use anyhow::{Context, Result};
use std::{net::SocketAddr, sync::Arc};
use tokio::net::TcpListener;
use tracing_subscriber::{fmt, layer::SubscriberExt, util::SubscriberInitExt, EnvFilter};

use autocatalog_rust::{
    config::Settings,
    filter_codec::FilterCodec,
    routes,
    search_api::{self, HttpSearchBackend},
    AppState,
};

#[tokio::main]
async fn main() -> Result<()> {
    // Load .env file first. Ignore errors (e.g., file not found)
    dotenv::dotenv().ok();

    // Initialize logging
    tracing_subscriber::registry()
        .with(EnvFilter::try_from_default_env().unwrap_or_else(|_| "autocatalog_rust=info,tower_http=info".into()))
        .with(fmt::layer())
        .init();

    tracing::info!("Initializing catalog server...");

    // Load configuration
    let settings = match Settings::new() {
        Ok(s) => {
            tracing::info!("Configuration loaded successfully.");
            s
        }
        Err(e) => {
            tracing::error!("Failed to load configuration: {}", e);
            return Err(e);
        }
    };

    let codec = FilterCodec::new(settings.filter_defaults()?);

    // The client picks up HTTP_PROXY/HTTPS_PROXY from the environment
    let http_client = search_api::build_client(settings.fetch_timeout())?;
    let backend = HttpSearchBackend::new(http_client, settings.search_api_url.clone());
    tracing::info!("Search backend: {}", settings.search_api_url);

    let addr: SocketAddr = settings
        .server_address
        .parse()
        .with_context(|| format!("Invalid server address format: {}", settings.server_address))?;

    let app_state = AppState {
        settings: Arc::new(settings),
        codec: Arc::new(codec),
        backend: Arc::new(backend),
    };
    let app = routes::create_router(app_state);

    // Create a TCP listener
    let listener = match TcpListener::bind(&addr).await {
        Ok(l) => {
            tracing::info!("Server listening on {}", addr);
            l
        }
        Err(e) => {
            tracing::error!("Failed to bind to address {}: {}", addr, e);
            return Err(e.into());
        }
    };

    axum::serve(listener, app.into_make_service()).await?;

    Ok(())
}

* * *

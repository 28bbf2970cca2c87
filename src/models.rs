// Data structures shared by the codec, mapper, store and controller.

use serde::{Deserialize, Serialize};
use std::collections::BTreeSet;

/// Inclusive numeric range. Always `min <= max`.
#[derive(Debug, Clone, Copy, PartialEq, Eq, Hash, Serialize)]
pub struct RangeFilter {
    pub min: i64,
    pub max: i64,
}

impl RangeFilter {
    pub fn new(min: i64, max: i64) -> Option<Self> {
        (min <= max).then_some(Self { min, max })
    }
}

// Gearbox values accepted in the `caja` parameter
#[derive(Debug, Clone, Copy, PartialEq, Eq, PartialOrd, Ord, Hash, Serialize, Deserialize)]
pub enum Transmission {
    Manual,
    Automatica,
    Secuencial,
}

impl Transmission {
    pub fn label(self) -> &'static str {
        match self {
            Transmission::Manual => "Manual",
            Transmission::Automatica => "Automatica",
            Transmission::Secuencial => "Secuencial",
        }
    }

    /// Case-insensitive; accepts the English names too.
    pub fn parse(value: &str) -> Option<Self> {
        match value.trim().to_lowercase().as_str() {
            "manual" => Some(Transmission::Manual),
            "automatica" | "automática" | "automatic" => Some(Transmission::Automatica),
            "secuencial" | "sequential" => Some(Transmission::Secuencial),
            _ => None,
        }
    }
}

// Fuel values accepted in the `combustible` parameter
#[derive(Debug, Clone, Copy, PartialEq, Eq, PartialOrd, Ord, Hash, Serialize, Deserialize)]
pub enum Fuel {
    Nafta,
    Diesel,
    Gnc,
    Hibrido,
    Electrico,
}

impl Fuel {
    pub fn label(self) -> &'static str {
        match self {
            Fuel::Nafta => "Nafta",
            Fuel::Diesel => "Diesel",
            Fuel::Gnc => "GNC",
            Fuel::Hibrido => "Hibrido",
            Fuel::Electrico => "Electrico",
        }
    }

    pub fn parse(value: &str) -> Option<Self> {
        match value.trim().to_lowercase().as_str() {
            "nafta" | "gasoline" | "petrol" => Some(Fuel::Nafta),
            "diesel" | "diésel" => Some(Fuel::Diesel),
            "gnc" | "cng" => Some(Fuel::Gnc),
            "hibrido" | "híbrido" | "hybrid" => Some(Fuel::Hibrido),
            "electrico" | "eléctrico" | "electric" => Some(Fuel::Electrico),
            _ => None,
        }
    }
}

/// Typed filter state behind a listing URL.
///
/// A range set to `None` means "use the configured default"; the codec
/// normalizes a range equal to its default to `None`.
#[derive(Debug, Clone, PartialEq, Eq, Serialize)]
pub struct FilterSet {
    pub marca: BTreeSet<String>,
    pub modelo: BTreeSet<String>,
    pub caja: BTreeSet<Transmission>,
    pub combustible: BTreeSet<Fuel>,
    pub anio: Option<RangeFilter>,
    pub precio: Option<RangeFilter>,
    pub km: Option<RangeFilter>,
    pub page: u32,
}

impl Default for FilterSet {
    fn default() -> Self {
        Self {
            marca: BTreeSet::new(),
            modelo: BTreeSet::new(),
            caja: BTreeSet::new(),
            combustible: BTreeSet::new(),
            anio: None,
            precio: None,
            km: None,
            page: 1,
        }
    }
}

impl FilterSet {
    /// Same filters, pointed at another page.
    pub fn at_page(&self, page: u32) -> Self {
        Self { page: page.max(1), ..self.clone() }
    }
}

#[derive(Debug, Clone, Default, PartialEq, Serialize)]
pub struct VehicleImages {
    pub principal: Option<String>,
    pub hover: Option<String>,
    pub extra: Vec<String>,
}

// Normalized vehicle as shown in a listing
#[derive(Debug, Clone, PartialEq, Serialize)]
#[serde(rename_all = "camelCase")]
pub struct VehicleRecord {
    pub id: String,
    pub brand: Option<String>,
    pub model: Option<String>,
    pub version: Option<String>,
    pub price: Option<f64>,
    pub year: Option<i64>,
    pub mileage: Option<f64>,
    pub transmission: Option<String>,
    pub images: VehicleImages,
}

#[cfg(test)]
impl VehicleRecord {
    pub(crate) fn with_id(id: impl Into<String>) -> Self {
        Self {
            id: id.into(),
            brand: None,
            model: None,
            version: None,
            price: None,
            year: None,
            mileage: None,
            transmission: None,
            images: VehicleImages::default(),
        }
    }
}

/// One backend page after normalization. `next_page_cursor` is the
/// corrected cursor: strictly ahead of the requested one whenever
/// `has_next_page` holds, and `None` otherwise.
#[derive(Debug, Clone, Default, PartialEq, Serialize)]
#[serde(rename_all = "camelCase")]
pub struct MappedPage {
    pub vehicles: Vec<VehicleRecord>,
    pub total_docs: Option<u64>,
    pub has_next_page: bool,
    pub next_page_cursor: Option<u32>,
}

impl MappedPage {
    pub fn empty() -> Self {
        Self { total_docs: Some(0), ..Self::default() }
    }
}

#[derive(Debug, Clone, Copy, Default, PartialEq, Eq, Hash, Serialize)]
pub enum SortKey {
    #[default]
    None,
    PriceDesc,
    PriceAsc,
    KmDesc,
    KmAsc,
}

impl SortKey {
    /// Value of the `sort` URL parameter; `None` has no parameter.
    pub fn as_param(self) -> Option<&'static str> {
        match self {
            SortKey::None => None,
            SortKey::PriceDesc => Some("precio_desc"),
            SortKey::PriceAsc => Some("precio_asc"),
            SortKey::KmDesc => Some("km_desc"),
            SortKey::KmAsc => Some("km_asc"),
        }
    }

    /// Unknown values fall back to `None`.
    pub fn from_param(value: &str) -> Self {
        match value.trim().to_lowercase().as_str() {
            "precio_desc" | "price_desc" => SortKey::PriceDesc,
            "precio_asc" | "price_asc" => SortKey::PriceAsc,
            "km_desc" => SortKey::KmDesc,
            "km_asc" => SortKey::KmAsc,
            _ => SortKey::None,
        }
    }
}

EXERCISE DESCRIPTION:
Scan the records above. Return every line with "accepted" in it.

ANSWER AREA:
// Gearbox values accepted in the `caja` parameter
// Fuel values accepted in the `combustible` parameter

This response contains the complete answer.